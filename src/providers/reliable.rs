use super::Provider;
use async_trait::async_trait;
use std::time::Duration;

/// Upper bound for a single backoff sleep.
pub(crate) const MAX_BACKOFF_MS: u64 = 10_000;

/// HTTP status from the `(NNN Reason)` segment that `api_error` writes.
fn status_in_message(msg: &str) -> Option<u16> {
    msg.match_indices('(').find_map(|(i, _)| {
        let rest = msg[i + 1..].as_bytes();
        let is_status = rest.len() > 3 && rest[..3].iter().all(u8::is_ascii_digit) && rest[3] == b' ';
        if is_status {
            msg[i + 1..i + 4].parse().ok()
        } else {
            None
        }
    })
}

/// Check if an error is non-retryable (client errors that won't resolve with retries).
fn is_non_retryable(err: &anyhow::Error) -> bool {
    if let Some(reqwest_err) = err.downcast_ref::<reqwest::Error>() {
        if let Some(status) = reqwest_err.status() {
            let code = status.as_u16();
            return status.is_client_error() && code != 429 && code != 408;
        }
    }
    let msg = err.to_string();
    if msg.contains("API key not set") {
        return true;
    }
    match status_in_message(&msg) {
        Some(code) => (400..500).contains(&code) && code != 429 && code != 408,
        None => false,
    }
}

/// Provider wrapper with a per-attempt timeout, retry with exponential
/// backoff, and fallback across providers in order.
pub struct ReliableProvider {
    providers: Vec<(String, Box<dyn Provider>)>,
    max_retries: u32,
    base_backoff_ms: u64,
    attempt_timeout: Duration,
}

impl ReliableProvider {
    pub fn new(
        providers: Vec<(String, Box<dyn Provider>)>,
        max_retries: u32,
        base_backoff_ms: u64,
        attempt_timeout: Duration,
    ) -> Self {
        Self {
            providers,
            max_retries,
            base_backoff_ms: base_backoff_ms.max(1),
            attempt_timeout,
        }
    }
}

#[async_trait]
impl Provider for ReliableProvider {
    async fn warmup(&self) -> anyhow::Result<()> {
        for (name, provider) in &self.providers {
            tracing::info!(provider = name, "Warming up provider connection pool");
            if let Err(e) = provider.warmup().await {
                tracing::warn!(provider = name, "Warmup failed (non-fatal): {e}");
            }
        }
        Ok(())
    }

    async fn chat_with_system(
        &self,
        system_prompt: Option<&str>,
        message: &str,
        model: &str,
        temperature: f64,
    ) -> anyhow::Result<String> {
        let mut failures = Vec::new();

        for (provider_name, provider) in &self.providers {
            let mut backoff_ms = self.base_backoff_ms;

            for attempt in 0..=self.max_retries {
                let call = provider.chat_with_system(system_prompt, message, model, temperature);
                let outcome = match tokio::time::timeout(self.attempt_timeout, call).await {
                    Ok(result) => result,
                    Err(_) => Err(anyhow::anyhow!(
                        "timed out after {}s",
                        self.attempt_timeout.as_secs_f64()
                    )),
                };

                match outcome {
                    Ok(resp) => {
                        if attempt > 0 {
                            tracing::info!(
                                provider = provider_name,
                                model,
                                attempt,
                                "Provider recovered after retry"
                            );
                        }
                        return Ok(resp);
                    }
                    Err(e) => {
                        let non_retryable = is_non_retryable(&e);
                        failures.push(format!(
                            "{provider_name} attempt {}/{}: {e}",
                            attempt + 1,
                            self.max_retries + 1
                        ));

                        if non_retryable {
                            tracing::warn!(
                                provider = provider_name,
                                model,
                                "Non-retryable error, moving on"
                            );
                            break;
                        }

                        if attempt < self.max_retries {
                            tracing::warn!(
                                provider = provider_name,
                                model,
                                attempt = attempt + 1,
                                backoff_ms,
                                "Provider call failed, retrying"
                            );
                            tokio::time::sleep(Duration::from_millis(backoff_ms)).await;
                            backoff_ms = backoff_ms.saturating_mul(2).min(MAX_BACKOFF_MS);
                        }
                    }
                }
            }
        }

        anyhow::bail!("All providers failed. Attempts:\n{}", failures.join("\n"))
    }
}

#[cfg(test)]
mod tests {
    use super::*;
    use std::sync::atomic::{AtomicUsize, Ordering};
    use std::sync::Arc;

    struct MockProvider {
        calls: Arc<AtomicUsize>,
        fail_until_attempt: usize,
        response: &'static str,
        error: &'static str,
    }

    #[async_trait]
    impl Provider for MockProvider {
        async fn chat_with_system(
            &self,
            _system_prompt: Option<&str>,
            _message: &str,
            _model: &str,
            _temperature: f64,
        ) -> anyhow::Result<String> {
            let attempt = self.calls.fetch_add(1, Ordering::SeqCst) + 1;
            if attempt <= self.fail_until_attempt {
                anyhow::bail!(self.error);
            }
            Ok(self.response.to_string())
        }
    }

    struct SlowProvider;

    #[async_trait]
    impl Provider for SlowProvider {
        async fn chat_with_system(
            &self,
            _system_prompt: Option<&str>,
            _message: &str,
            _model: &str,
            _temperature: f64,
        ) -> anyhow::Result<String> {
            tokio::time::sleep(Duration::from_secs(5)).await;
            Ok("too late".to_string())
        }
    }

    fn mock(calls: &Arc<AtomicUsize>, fail_until_attempt: usize, error: &'static str) -> Box<dyn Provider> {
        Box::new(MockProvider {
            calls: Arc::clone(calls),
            fail_until_attempt,
            response: "ok",
            error,
        })
    }

    fn reliable(providers: Vec<(String, Box<dyn Provider>)>, retries: u32) -> ReliableProvider {
        ReliableProvider::new(providers, retries, 1, Duration::from_secs(5))
    }

    #[tokio::test]
    async fn succeeds_without_retry() {
        let calls = Arc::new(AtomicUsize::new(0));
        let provider = reliable(vec![("primary".into(), mock(&calls, 0, "boom"))], 2);

        assert_eq!(provider.chat("hello", "m", 0.0).await.unwrap(), "ok");
        assert_eq!(calls.load(Ordering::SeqCst), 1);
    }

    #[tokio::test]
    async fn retries_then_recovers() {
        let calls = Arc::new(AtomicUsize::new(0));
        let provider = reliable(vec![("primary".into(), mock(&calls, 1, "temporary"))], 2);

        assert_eq!(provider.chat("hello", "m", 0.0).await.unwrap(), "ok");
        assert_eq!(calls.load(Ordering::SeqCst), 2);
    }

    #[tokio::test]
    async fn falls_back_after_retries_exhausted() {
        let primary_calls = Arc::new(AtomicUsize::new(0));
        let fallback_calls = Arc::new(AtomicUsize::new(0));
        let provider = reliable(
            vec![
                ("primary".into(), mock(&primary_calls, usize::MAX, "503 unavailable")),
                ("fallback".into(), mock(&fallback_calls, 0, "never")),
            ],
            1,
        );

        assert_eq!(provider.chat("hello", "m", 0.0).await.unwrap(), "ok");
        assert_eq!(primary_calls.load(Ordering::SeqCst), 2);
        assert_eq!(fallback_calls.load(Ordering::SeqCst), 1);
    }

    #[tokio::test]
    async fn returns_aggregated_error_when_all_fail() {
        let calls = Arc::new(AtomicUsize::new(0));
        let provider = reliable(vec![("primary".into(), mock(&calls, usize::MAX, "Gemini API error (500 Internal Server Error): boom"))], 2);

        let err = provider.chat("hello", "m", 0.0).await.unwrap_err().to_string();
        assert!(err.contains("All providers failed"));
        assert!(err.contains("primary attempt 3/3"));
        assert_eq!(calls.load(Ordering::SeqCst), 3);
    }

    #[tokio::test]
    async fn skips_retries_on_non_retryable_error() {
        let calls = Arc::new(AtomicUsize::new(0));
        let provider = reliable(
            vec![("primary".into(), mock(&calls, usize::MAX, "Gemini API error (401 Unauthorized): bad key"))],
            3,
        );

        assert!(provider.chat("hello", "m", 0.0).await.is_err());
        assert_eq!(calls.load(Ordering::SeqCst), 1);
    }

    #[tokio::test]
    async fn attempt_timeout_counts_as_failure() {
        let provider = ReliableProvider::new(
            vec![("slow".into(), Box::new(SlowProvider))],
            1,
            1,
            Duration::from_millis(20),
        );

        let err = provider.chat("hello", "m", 0.0).await.unwrap_err().to_string();
        assert!(err.contains("timed out"));
        assert!(err.contains("slow attempt 2/2"));
    }

    #[test]
    fn non_retryable_detects_common_patterns() {
        assert!(is_non_retryable(&anyhow::anyhow!("Gemini API error (400 Bad Request): bad")));
        assert!(is_non_retryable(&anyhow::anyhow!("OpenAI API error (403 Forbidden): no")));
        assert!(is_non_retryable(&anyhow::anyhow!("openai API key not set.")));
        assert!(!is_non_retryable(&anyhow::anyhow!("OpenAI API error (429 Too Many Requests): slow")));
        assert!(!is_non_retryable(&anyhow::anyhow!("Gemini API error (408 Request Timeout): x")));
        assert!(!is_non_retryable(&anyhow::anyhow!("Gemini API error (500 Internal Server Error): x")));
        assert!(!is_non_retryable(&anyhow::anyhow!("connection reset")));
    }

    #[test]
    fn port_numbers_in_urls_are_not_statuses() {
        let transport = anyhow::anyhow!(
            "error sending request for url (https://generativelanguage.googleapis.com:443/v1beta/models/m:generateContent): connection reset"
        );
        assert!(!is_non_retryable(&transport));
        assert!(!is_non_retryable(&anyhow::anyhow!("dial tcp 10.0.0.1:404: refused")));
        assert_eq!(status_in_message("x (401 Unauthorized): y"), Some(401));
        assert_eq!(status_in_message("x (https://h:443/p)"), None);
        assert_eq!(status_in_message("x (4011 y)"), None);
    }

    #[tokio::test]
    async fn transport_error_with_port_is_retried() {
        let calls = Arc::new(AtomicUsize::new(0));
        let provider = reliable(
            vec![(
                "primary".into(),
                mock(&calls, 1, "error sending request for url (https://api.openai.com:443/v1/chat/completions)"),
            )],
            2,
        );

        assert_eq!(provider.chat("hello", "m", 0.0).await.unwrap(), "ok");
        assert_eq!(calls.load(Ordering::SeqCst), 2);
    }
}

■ WORK ITEM
From the listing above, the lines starting with the one that has "self.attempt_timeout.as_secs_f64()" and running through the one that has "let non_retryable = is_non_retryable(&e);" should be copied exactly, ends included.

■ EXERCISE SOLUTION
                        self.attempt_timeout.as_secs_f64()
                    )),
                };

                match outcome {
                    Ok(resp) => {
                        if attempt > 0 {
                            tracing::info!(
                                provider = provider_name,
                                model,
                                attempt,
                                "Provider recovered after retry"
                            );
                        }
                        return Ok(resp);
                    }
                    Err(e) => {
                        let non_retryable = is_non_retryable(&e);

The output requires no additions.